Once I went through puberty, my mother said I had to stop skipping. The sacred little home that God has put inside you, she said, for a baby to grow in, could be injured. It’s loose in there, and it might jar, or get tipped, so you wouldn’t be able to have children.
Growing up was all like that. Finally, after ten years of watching me be Daddy’s girl, learning to box, tail-saw, shingle a roof, crack a hardball right over the school, she could move in and say Welcome To Womanhood: here’s a list of four thousand things you’ll never do again. She had me, Gretal, in her cage. She was, bless her, inside the cage herself, but back then neither of us knew that. (“Skipping”)

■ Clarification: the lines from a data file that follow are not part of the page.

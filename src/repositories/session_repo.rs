use chrono::Utc;
use rusqlite::OptionalExtension;
use uuid::Uuid;

use crate::db::DbPool;
use crate::error::{AppError, Result};

#[derive(Clone)]
pub struct SessionRepository {
    pool: DbPool,
}

impl SessionRepository {
    pub fn new(pool: DbPool) -> Self {
        Self { pool }
    }

    /// Create a new session for a user. Returns the session token.
    pub async fn create(&self, user_id: &str) -> Result<String> {
        let pool = self.pool.clone();
        let token = Uuid::new_v4().to_string();
        let user_id = user_id.to_string();
        let now = Utc::now();
        let expires_at = now + chrono::Duration::days(7);
        let token_clone = token.clone();

        tokio::task::spawn_blocking(move || -> Result<String> {
            let conn = pool.get()?;
            conn.execute(
                "INSERT INTO sessions (token, user_id, created_at, expires_at) VALUES (?, ?, ?, ?)",
                rusqlite::params![token_clone, user_id, now, expires_at],
            )?;
            Ok(token_clone)
        })
        .await
        .map_err(|e| AppError::Internal(e.to_string()))?
    }

    /// Find a valid (non-expired) session and return its user_id.
    /// Lazily deletes the session if it has expired.
    pub async fn find_valid(&self, token: &str) -> Result<Option<String>> {
        let pool = self.pool.clone();
        let token = token.to_string();
        let now = Utc::now();

        tokio::task::spawn_blocking(move || -> Result<Option<String>> {
            let conn = pool.get()?;
            let result: Option<(String, chrono::DateTime<Utc>)> = conn
                .query_row(
                    "SELECT user_id, expires_at FROM sessions WHERE token = ?",
                    [&token],
                    |row| Ok((row.get(0)?, row.get(1)?)),
                )
                .optional()?;

            match result {
                Some((user_id, expires_at)) => {
                    if expires_at <= now {
                        conn.execute("DELETE FROM sessions WHERE token = ?", [&token])?;
                        Ok(None)
                    } else {
                        Ok(Some(user_id))
                    }
                }
                None => Ok(None),
            }
        })
        .await
        .map_err(|e| AppError::Internal(e.to_string()))?
    }

    /// Delete a single session (logout).
    pub async fn delete(&self, token: &str) -> Result<()> {
        let pool = self.pool.clone();
        let token = token.to_string();

        tokio::task::spawn_blocking(move || -> Result<()> {
            let conn = pool.get()?;
            conn.execute("DELETE FROM sessions WHERE token = ?", [&token])?;
            Ok(())
        })
        .await
        .map_err(|e| AppError::Internal(e.to_string()))?
    }
}
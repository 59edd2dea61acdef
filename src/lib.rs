pub mod config;
pub mod db;
pub mod error;
pub mod handlers;
pub mod middleware;
pub mod migrations;
pub mod models;
pub mod repositories;
pub mod routes;
pub mod session;
pub mod stats;
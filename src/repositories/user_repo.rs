use argon2::{
    password_hash::{rand_core::OsRng, PasswordHash, PasswordHasher, PasswordVerifier, SaltString},
    Argon2,
};
use chrono::Utc;
use rusqlite::OptionalExtension;
use uuid::Uuid;

use crate::db::DbPool;
use crate::error::{AppError, Result};
use crate::models::{FromSqliteRow, RegisterForm, User, UserProfile};
use crate::stats::round1;

#[derive(Clone)]
pub struct UserRepository {
    pool: DbPool,
}

impl UserRepository {
    pub fn new(pool: DbPool) -> Self {
        Self { pool }
    }

    pub async fn find_by_id(&self, id: &str) -> Result<Option<User>> {
        let pool = self.pool.clone();
        let id = id.to_string();
        tokio::task::spawn_blocking(move || -> Result<Option<User>> {
            let conn = pool.get()?;
            let mut stmt = conn.prepare("SELECT * FROM users WHERE id = ?")?;
            let result = stmt.query_row([&id], User::from_row).optional()?;
            Ok(result)
        })
        .await
        .map_err(|e| AppError::Internal(e.to_string()))?
    }

    pub async fn find_by_username(&self, username: &str) -> Result<Option<User>> {
        let pool = self.pool.clone();
        let username = username.to_string();
        tokio::task::spawn_blocking(move || -> Result<Option<User>> {
            let conn = pool.get()?;
            let mut stmt = conn.prepare("SELECT * FROM users WHERE username = ?")?;
            let result = stmt.query_row([&username], User::from_row).optional()?;
            Ok(result)
        })
        .await
        .map_err(|e| AppError::Internal(e.to_string()))?
    }

    /// All users in registration order, as fetched for the leaderboard.
    pub async fn find_all(&self) -> Result<Vec<User>> {
        let pool = self.pool.clone();
        tokio::task::spawn_blocking(move || -> Result<Vec<User>> {
            let conn = pool.get()?;
            let mut stmt = conn.prepare("SELECT * FROM users ORDER BY registration_date")?;
            let users = stmt
                .query_map([], User::from_row)?
                .collect::<rusqlite::Result<Vec<_>>>()?;
            Ok(users)
        })
        .await
        .map_err(|e| AppError::Internal(e.to_string()))?
    }

    pub async fn create(&self, form: &RegisterForm) -> Result<User> {
        let password_hash = hash_password(&form.password1)?;
        let user = User {
            id: Uuid::new_v4().to_string(),
            username: form.username.clone(),
            password_hash,
            email: form.email.clone(),
            first_name: form.first_name.clone(),
            last_name: form.last_name.clone(),
            middle_name: form.middle_name.clone(),
            gender: form.gender,
            age: form.age,
            // Stored decimals carry one fractional digit
            weight: form.weight.map(round1),
            height: form.height.map(round1),
            registration_date: Utc::now(),
        };
        let user_clone = user.clone();

        let pool = self.pool.clone();
        tokio::task::spawn_blocking(move || -> Result<()> {
            let conn = pool.get()?;
            conn.execute(
                "INSERT INTO users (id, username, password_hash, email, first_name, last_name,
                                    middle_name, gender, age, weight, height, registration_date)
                 VALUES (?, ?, ?, ?, ?, ?, ?, ?, ?, ?, ?, ?)",
                rusqlite::params![
                    user_clone.id,
                    user_clone.username,
                    user_clone.password_hash,
                    user_clone.email,
                    user_clone.first_name,
                    user_clone.last_name,
                    user_clone.middle_name,
                    user_clone.gender.as_str(),
                    user_clone.age,
                    user_clone.weight,
                    user_clone.height,
                    user_clone.registration_date,
                ],
            )?;
            Ok(())
        })
        .await
        .map_err(|e| AppError::Internal(e.to_string()))??;

        Ok(user)
    }

    pub async fn update_profile(&self, id: &str, profile: &UserProfile) -> Result<bool> {
        let pool = self.pool.clone();
        let id = id.to_string();
        let profile = profile.clone();
        tokio::task::spawn_blocking(move || -> Result<bool> {
            let conn = pool.get()?;
            let rows = conn.execute(
                "UPDATE users SET first_name = ?, last_name = ?, middle_name = ?, gender = ?,
                                  age = ?, weight = ?, height = ?, email = ?
                 WHERE id = ?",
                rusqlite::params![
                    profile.first_name,
                    profile.last_name,
                    profile.middle_name,
                    profile.gender.as_str(),
                    profile.age,
                    profile.weight,
                    profile.height,
                    profile.email,
                    id,
                ],
            )?;
            Ok(rows > 0)
        })
        .await
        .map_err(|e| AppError::Internal(e.to_string()))?
    }

    pub async fn verify_password(&self, username: &str, password: &str) -> Result<Option<User>> {
        let user = self.find_by_username(username).await?;

        match user {
            Some(user) => {
                if verify_password(password, &user.password_hash)? {
                    Ok(Some(user))
                } else {
                    Ok(None)
                }
            }
            None => Ok(None),
        }
    }
}

fn hash_password(password: &str) -> Result<String> {
    let salt = SaltString::generate(&mut OsRng);
    let argon2 = Argon2::default();
    let password_hash = argon2
        .hash_password(password.as_bytes(), &salt)
        .map_err(|_| AppError::PasswordHash)?
        .to_string();
    Ok(password_hash)
}

fn verify_password(password: &str, hash: &str) -> Result<bool> {
    let parsed_hash = PasswordHash::new(hash).map_err(|_| AppError::PasswordHash)?;
    Ok(Argon2::default()
        .verify_password(password.as_bytes(), &parsed_hash)
        .is_ok())
}

#[cfg(test)]
mod tests {
    use super::*;
    use crate::db::create_memory_pool;
    use crate::migrations::run_migrations_for_tests;
    use crate::models::Gender;

    fn setup_test_db() -> DbPool {
        let pool = create_memory_pool().expect("Failed to create test database");
        run_migrations_for_tests(&pool).expect("Failed to run migrations");
        pool
    }

    fn register_form(username: &str) -> RegisterForm {
        RegisterForm {
            username: username.to_string(),
            password1: "password123".to_string(),
            password2: "password123".to_string(),
            first_name: "Ivan".to_string(),
            last_name: String::new(),
            middle_name: String::new(),
            gender: Gender::Male,
            age: Some(30),
            weight: Some(82.5),
            height: None,
            email: "ivan@example.com".to_string(),
        }
    }

    #[tokio::test]
    async fn test_create_and_find_user() {
        let pool = setup_test_db();
        let repo = UserRepository::new(pool);

        let user = repo.create(&register_form("ivan")).await.unwrap();
        assert_eq!(user.username, "ivan");
        assert_ne!(user.password_hash, "password123");

        let found = repo.find_by_username("ivan").await.unwrap().unwrap();
        assert_eq!(found.id, user.id);
        assert_eq!(found.age, Some(30));
        assert_eq!(found.weight, Some(82.5));
        assert_eq!(found.gender, Gender::Male);
    }

    #[tokio::test]
    async fn test_create_rounds_weight_and_height() {
        let pool = setup_test_db();
        let repo = UserRepository::new(pool);

        let mut form = register_form("ivan");
        form.weight = Some(84.52);
        form.height = Some(180.25);

        let user = repo.create(&form).await.unwrap();
        assert_eq!(user.weight, Some(84.5));
        assert_eq!(user.height, Some(180.3));

        let found = repo.find_by_id(&user.id).await.unwrap().unwrap();
        assert_eq!(found.weight, Some(84.5));
        assert_eq!(found.height, Some(180.3));
    }

    #[tokio::test]
    async fn test_verify_password() {
        let pool = setup_test_db();
        let repo = UserRepository::new(pool);
        repo.create(&register_form("ivan")).await.unwrap();

        let ok = repo.verify_password("ivan", "password123").await.unwrap();
        assert!(ok.is_some());

        let bad = repo.verify_password("ivan", "wrong").await.unwrap();
        assert!(bad.is_none());

        let missing = repo.verify_password("nobody", "password123").await.unwrap();
        assert!(missing.is_none());
    }

    #[tokio::test]
    async fn test_update_profile() {
        let pool = setup_test_db();
        let repo = UserRepository::new(pool);
        let user = repo.create(&register_form("ivan")).await.unwrap();

        let updated = repo
            .update_profile(
                &user.id,
                &UserProfile {
                    first_name: "Petr".to_string(),
                    last_name: "Petrov".to_string(),
                    middle_name: String::new(),
                    gender: Gender::Male,
                    age: None,
                    weight: Some(84.0),
                    height: Some(180.0),
                    email: "petr@example.com".to_string(),
                },
            )
            .await
            .unwrap();
        assert!(updated);

        let found = repo.find_by_id(&user.id).await.unwrap().unwrap();
        assert_eq!(found.first_name, "Petr");
        assert_eq!(found.age, None);
        assert_eq!(found.weight, Some(84.0));
    }
}
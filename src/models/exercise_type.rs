use rusqlite::Row;
use serde::{Deserialize, Serialize};

use super::FromSqliteRow;

/// Catalog entry shared across all users and workouts.
#[derive(Debug, Clone, Serialize, Deserialize)]
pub struct ExerciseType {
    pub id: String,
    pub name: String,
}

impl FromSqliteRow for ExerciseType {
    fn from_row(row: &Row) -> rusqlite::Result<Self> {
        Ok(Self {
            id: row.get("id")?,
            name: row.get("name")?,
        })
    }
}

I remember doing a reading in 2004 at the Windsor Festival of the Book with London, Ontario writer Jean McKay and being amazed; where has she been hiding all this time? McKay, the original co-founder (with Stan Dragland) of Brick: A Literary Journal (as well as being poet Don McKay’s first wife), has apparently been publishing books for years, but the only one I’ve managed to get my hands on is her collection of short fiction, The Dragonfly Fling (Toronto ON: Coach House Press, 1992). She must have at least a couple more titles (I would like to find more), but her bio mentions only (obviously) the previous, her “autobiographical novel” Gone to Grass (Toronto ON: Coach House Press, 1983), which won the Gerald Lampert Award for prose that year, apparently.
In Windsor, I remember being extremely taken with her odd bits of prose, and it’s taken me this long to find any of her work, in a little collection of stories that wrap around each other like a novel that isn’t a novel (Sarah Manguso’s little story collection Hard to Admit and Harder to Escape, published in 2007 by McSweeney’s Books, comes to mind). The repetitions that thread through the collection certainly help, whether the three stories titled “from the Dragonfly Notebook,” or the linked stories “Last memory one,” “Last memory two” and “Last memory three.” The stories almost wrap around each other like dna strands, interlinking not quickly but eventually, in odd stories writing memories, grocery lists and domestic matters, the surreal aspects of small neighbourhood stories and what happens between a person and perhaps another person. How can a writer with a blurb from Annie Dillard that reads “Jean McKay is one of North America’s finest writers” be so invisible, so disappeared, so immediately unknown? Just what has she published since, and is she still going? Where did she go?
Yesterday my nose got itchy. I scratched it. It didn’t help. I buried it in a mound of fresh-chopped onions. It didn’t help. I phoned my mother. She said, it means you’re going to kiss a fool. I’ve tried that, I said, it didn’t work out. She had nothing else to offer. I phoned my spiritual advisor. He said I should go out to a graveyard at midnight and ram my nose up a cat’s ass. I decided to switch churches. (“The nose”)
Like small jewels, these stories set together can’t help but interplay, a series of stories on domestic scenes and even domestic matters; a dream, the story of a lost child, an early memory; do they connect at all, or does it even matter? The question remains, what does a novel mean? Is it made out of stories or story or all of the above? Another of her shorter pieces, here’s the entirety of the story “Introspection”:
Okay, so suppose one day’s worth of events does go into one brain cell, I guess I can give you that, let’s adopt it for a working model, but we have to account for overlap, for the fact that a quick sudden sight of a kid pulling a pike out of the water under a railway trestle can activate a good half-dozen memories, all unlooked for, suddenly accessed from their own day’s-worth brain cells, where they were quietly tucked dozing away in a row in the archival fridge. And does this day’s brain cell include all of that? Or is there a night-staff who straighten out the flies while we sleep, put the grumbling brain cells of the previous days who were so rudely called upon to cough up their memories back in order? And are they then untouched, the same as they were? Or if, on some idle ramble, we’re rummaging through that older day, will we not shoot suddenly forward to today’s kid, today’s pike and trestle, and then not splatter laterally, headlong, into all those other glistening singing images?